- **Problem statement**:
Look through the records below and say how many lines include "DiagnosticSink". Give only that number.

(Collected data entries)
——
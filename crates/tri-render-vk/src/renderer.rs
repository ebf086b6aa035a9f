// SPDX-License-Identifier: CEPL-1.0
use anyhow::{Context as _, Result};
use raw_window_handle::{HasDisplayHandle, HasWindowHandle};
use tracing::{info, warn};
use tri_render::{RenderSize, Renderer, ShaderBinary};

use crate::commands::RecordedCommands;
use crate::context::{Context, Surface};
use crate::device::Device;
use crate::diagnostics::DiagnosticSink;
use crate::error::RenderResult;
use crate::frame::{FrameReport, FrameSyncObjects, FrameSynchronizer, VkFrameBackend, FRAMES_IN_FLIGHT};
use crate::negotiate::{self, Adapter, PresentModePreference, SurfaceConfig};
use crate::pipeline::Pipeline;
use crate::swapchain::Swapchain;

pub struct VkSettings {
    pub app_name: String,
    pub clear_color: [f32; 4],
    pub present_mode: PresentModePreference,
    pub validation: bool,
    /// `None` skips the debug messenger entirely.
    pub diagnostics: Option<Box<dyn DiagnosticSink>>,
    pub vertex_shader: ShaderBinary,
    pub fragment_shader: ShaderBinary,
}

// STRICT TEARDOWN ORDER (fields drop top to bottom, after the idle wait in
// `Drop`): sync objects → command pool → framebuffers/views/swapchain →
// pipeline/render pass/layout → device → surface → messenger → instance.
pub struct VkRenderer {
    sync: FrameSyncObjects,
    commands: RecordedCommands,
    swapchain: Swapchain,
    // Held for drop order only; the recorded commands carry its handles.
    #[allow(dead_code)]
    pipeline: Pipeline,
    device: Device,
    // Held for drop order only; must outlive the swapchain.
    #[allow(dead_code)]
    surface: Surface,
    context: Context,

    frames: FrameSynchronizer,
    adapter: Adapter,
    config: SurfaceConfig,
}

impl Drop for VkRenderer {
    fn drop(&mut self) {
        // Nothing may be destroyed while the GPU still references it.
        if let Err(e) = self.device.wait_idle() {
            warn!("device idle wait failed during teardown: {e}");
        }
        info!(
            "shutting down after {} frames",
            self.frames.frames_drawn()
        );
    }
}

unsafe fn build_renderer(
    window: &dyn HasWindowHandle,
    display: &dyn HasDisplayHandle,
    size: RenderSize,
    settings: VkSettings,
) -> RenderResult<VkRenderer> {
    let display_raw = display.display_handle()?.as_raw();
    let window_raw = window.window_handle()?.as_raw();

    // 1) Instance (+ messenger), surface
    let context = Context::new(
        display_raw,
        &settings.app_name,
        settings.validation,
        settings.diagnostics,
    )?;
    let surface = Surface::new(&context, display_raw, window_raw)?;

    // 2) Adapter + queue family, then surface negotiation
    let adapter = negotiate::select_adapter(context.instance(), &surface)?;
    let config = negotiate::query_surface_config(&surface, &adapter, size, settings.present_mode)?;

    // 3) Device, pipeline, swapchain targets
    let device = Device::new(context.instance(), &adapter)?;
    let pipeline = Pipeline::new(
        device.raw(),
        config.format.format,
        config.extent,
        &settings.vertex_shader,
        &settings.fragment_shader,
    )?;
    let swapchain = Swapchain::new(
        context.instance(),
        &device,
        &surface,
        &config,
        pipeline.render_pass(),
    )?;

    // 4) Record once, then per-slot sync
    let commands = RecordedCommands::record(&device, &pipeline, &swapchain, settings.clear_color)?;
    let sync = FrameSyncObjects::new(device.raw(), FRAMES_IN_FLIGHT)?;

    info!(
        "renderer ready on {} ({} images, {} frames in flight)",
        adapter.name,
        swapchain.image_count(),
        FRAMES_IN_FLIGHT
    );

    Ok(VkRenderer {
        sync,
        commands,
        swapchain,
        pipeline,
        device,
        surface,
        context,
        frames: FrameSynchronizer::new(),
        adapter,
        config,
    })
}

impl VkRenderer {
    pub fn adapter(&self) -> &Adapter {
        &self.adapter
    }

    pub fn surface_config(&self) -> &SurfaceConfig {
        &self.config
    }

    pub fn image_count(&self) -> usize {
        self.swapchain.image_count()
    }

    pub fn validation_enabled(&self) -> bool {
        self.context.validation_enabled()
    }

    /// One wait → acquire → submit → present iteration.
    pub fn draw_frame(&mut self) -> RenderResult<FrameReport> {
        let mut backend = VkFrameBackend {
            device: &self.device,
            swapchain: &self.swapchain,
            sync: &self.sync,
        };
        self.frames.draw_frame(&mut backend, self.commands.buffers())
    }
}

impl Renderer for VkRenderer {
    type Settings = VkSettings;

    fn new(
        window: &dyn HasWindowHandle,
        display: &dyn HasDisplayHandle,
        size: RenderSize,
        settings: VkSettings,
    ) -> Result<Self> {
        unsafe { build_renderer(window, display, size, settings) }.context("vulkan bootstrap")
    }

    fn render(&mut self) -> Result<()> {
        self.draw_frame()?;
        Ok(())
    }

    fn frames_rendered(&self) -> u64 {
        self.frames.frames_drawn()
    }
}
——
- **Reply to the exercise**:
2